Task statement:
The word "sorter" occurs in some of the lines below; copy each of those lines.

[Items listed in a dataset]
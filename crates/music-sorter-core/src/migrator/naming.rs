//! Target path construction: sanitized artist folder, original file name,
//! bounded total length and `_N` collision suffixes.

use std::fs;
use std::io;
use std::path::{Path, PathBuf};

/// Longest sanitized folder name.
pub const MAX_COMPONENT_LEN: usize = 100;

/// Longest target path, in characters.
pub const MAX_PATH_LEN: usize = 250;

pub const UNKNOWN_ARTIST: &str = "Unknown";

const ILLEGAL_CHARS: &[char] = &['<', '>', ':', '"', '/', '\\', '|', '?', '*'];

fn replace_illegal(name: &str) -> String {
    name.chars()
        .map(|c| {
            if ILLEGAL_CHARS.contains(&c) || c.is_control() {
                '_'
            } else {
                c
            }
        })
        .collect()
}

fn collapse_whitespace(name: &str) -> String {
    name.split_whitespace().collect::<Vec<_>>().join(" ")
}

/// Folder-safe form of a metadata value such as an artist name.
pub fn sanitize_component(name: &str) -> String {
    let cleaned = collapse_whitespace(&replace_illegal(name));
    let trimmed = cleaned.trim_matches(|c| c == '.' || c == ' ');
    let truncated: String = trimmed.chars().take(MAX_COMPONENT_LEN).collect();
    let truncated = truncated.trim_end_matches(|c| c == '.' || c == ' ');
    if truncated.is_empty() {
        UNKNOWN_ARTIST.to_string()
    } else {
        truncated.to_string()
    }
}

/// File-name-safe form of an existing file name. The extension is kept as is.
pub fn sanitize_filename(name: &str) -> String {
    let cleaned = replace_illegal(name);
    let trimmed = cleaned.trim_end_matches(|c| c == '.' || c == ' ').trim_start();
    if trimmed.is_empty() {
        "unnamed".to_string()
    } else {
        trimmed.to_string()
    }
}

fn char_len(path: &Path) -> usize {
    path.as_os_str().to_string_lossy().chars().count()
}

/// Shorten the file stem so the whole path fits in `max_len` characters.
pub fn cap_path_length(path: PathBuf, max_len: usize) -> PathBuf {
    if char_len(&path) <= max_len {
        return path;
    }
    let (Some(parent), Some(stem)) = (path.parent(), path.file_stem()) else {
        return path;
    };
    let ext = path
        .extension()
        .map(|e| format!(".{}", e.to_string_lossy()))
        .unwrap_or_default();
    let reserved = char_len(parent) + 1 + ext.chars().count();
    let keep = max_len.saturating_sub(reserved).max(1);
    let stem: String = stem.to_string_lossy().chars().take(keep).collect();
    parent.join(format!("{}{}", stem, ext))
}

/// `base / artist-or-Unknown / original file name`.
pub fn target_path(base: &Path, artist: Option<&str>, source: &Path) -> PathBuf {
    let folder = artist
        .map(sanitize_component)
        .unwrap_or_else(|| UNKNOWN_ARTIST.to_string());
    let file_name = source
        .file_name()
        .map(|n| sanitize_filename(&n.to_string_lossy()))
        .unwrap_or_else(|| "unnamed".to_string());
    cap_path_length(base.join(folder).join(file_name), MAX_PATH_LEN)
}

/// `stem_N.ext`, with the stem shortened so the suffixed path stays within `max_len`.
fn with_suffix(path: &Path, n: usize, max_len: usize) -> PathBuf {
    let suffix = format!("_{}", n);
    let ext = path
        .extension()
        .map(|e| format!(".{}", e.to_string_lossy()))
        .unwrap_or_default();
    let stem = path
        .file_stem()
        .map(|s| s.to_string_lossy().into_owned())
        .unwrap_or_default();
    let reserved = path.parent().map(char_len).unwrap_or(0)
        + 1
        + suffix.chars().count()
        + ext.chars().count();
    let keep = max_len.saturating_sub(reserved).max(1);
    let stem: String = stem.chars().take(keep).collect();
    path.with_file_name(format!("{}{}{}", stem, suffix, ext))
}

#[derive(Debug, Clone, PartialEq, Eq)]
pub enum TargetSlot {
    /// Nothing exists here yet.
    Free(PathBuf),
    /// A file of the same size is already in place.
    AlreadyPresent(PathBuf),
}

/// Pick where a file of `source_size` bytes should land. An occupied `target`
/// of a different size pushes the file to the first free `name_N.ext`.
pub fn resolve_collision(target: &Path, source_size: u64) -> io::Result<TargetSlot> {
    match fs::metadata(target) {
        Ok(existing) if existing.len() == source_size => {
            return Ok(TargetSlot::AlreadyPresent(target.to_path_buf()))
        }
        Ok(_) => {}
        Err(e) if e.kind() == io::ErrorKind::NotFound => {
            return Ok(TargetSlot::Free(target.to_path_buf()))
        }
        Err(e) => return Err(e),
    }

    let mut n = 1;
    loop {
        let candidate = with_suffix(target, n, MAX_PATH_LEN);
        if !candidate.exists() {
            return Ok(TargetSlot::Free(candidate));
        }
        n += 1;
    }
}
==
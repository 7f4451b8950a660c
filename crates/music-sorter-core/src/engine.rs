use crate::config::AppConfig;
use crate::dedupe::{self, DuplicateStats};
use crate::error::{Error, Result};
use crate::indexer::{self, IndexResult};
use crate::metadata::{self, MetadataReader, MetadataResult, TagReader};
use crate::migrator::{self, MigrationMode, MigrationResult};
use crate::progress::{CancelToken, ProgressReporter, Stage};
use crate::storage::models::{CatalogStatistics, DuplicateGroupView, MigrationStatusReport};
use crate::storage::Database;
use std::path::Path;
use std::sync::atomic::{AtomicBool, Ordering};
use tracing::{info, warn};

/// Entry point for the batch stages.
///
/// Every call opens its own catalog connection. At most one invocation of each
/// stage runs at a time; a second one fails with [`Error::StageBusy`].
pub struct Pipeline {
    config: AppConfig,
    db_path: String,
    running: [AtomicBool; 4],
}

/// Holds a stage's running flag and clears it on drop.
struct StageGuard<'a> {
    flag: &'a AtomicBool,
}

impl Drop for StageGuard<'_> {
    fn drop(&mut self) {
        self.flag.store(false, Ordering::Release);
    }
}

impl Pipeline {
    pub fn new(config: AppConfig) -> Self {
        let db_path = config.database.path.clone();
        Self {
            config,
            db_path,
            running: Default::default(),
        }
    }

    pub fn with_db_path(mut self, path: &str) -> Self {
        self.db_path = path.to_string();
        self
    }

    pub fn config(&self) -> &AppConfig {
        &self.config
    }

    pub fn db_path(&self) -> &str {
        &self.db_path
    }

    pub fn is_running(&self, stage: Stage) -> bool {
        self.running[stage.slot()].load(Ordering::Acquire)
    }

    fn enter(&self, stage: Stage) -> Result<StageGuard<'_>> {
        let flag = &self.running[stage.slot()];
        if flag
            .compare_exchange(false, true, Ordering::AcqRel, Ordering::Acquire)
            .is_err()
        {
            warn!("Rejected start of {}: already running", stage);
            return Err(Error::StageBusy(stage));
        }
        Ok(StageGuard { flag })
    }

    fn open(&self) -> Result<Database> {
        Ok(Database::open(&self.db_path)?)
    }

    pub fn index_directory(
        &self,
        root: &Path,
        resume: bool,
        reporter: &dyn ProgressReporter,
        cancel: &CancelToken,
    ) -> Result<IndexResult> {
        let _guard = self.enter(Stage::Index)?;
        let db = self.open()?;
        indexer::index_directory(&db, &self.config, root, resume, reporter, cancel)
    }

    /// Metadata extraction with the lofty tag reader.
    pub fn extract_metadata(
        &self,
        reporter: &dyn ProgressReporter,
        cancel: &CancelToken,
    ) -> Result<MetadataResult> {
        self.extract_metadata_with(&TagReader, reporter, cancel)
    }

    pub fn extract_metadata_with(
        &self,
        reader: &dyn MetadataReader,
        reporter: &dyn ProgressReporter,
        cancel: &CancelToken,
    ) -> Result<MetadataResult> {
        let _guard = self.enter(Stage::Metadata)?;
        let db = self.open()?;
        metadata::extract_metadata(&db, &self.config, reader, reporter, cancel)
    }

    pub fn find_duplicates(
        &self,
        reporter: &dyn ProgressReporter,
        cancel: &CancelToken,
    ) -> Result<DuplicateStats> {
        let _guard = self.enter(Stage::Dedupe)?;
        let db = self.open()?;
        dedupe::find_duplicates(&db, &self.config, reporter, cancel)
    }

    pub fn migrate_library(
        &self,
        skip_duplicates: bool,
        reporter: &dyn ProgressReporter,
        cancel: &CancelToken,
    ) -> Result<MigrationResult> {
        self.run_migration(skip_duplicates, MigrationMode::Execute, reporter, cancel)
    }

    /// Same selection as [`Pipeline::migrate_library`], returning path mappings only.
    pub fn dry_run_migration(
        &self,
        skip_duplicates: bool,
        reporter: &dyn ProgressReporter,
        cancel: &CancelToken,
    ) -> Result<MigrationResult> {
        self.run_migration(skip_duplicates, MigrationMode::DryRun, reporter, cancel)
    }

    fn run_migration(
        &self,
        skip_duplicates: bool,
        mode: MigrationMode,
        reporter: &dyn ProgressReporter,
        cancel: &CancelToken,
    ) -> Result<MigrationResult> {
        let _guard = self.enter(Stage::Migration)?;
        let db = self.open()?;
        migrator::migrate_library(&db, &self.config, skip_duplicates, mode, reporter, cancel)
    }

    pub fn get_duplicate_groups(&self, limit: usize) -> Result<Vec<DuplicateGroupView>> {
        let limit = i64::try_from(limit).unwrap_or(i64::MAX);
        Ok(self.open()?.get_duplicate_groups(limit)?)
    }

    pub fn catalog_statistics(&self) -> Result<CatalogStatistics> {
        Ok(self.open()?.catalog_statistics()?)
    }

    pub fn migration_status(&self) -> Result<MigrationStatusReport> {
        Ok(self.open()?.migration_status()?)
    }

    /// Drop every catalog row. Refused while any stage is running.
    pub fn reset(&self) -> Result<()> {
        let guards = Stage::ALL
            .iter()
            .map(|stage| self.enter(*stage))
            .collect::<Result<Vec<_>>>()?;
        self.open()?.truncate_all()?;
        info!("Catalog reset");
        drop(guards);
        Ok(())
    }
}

Result of this exercise:
filename crates/music-sorter-core/src/migrator/naming.rs
filename crates/music-sorter-core/src/engine.rs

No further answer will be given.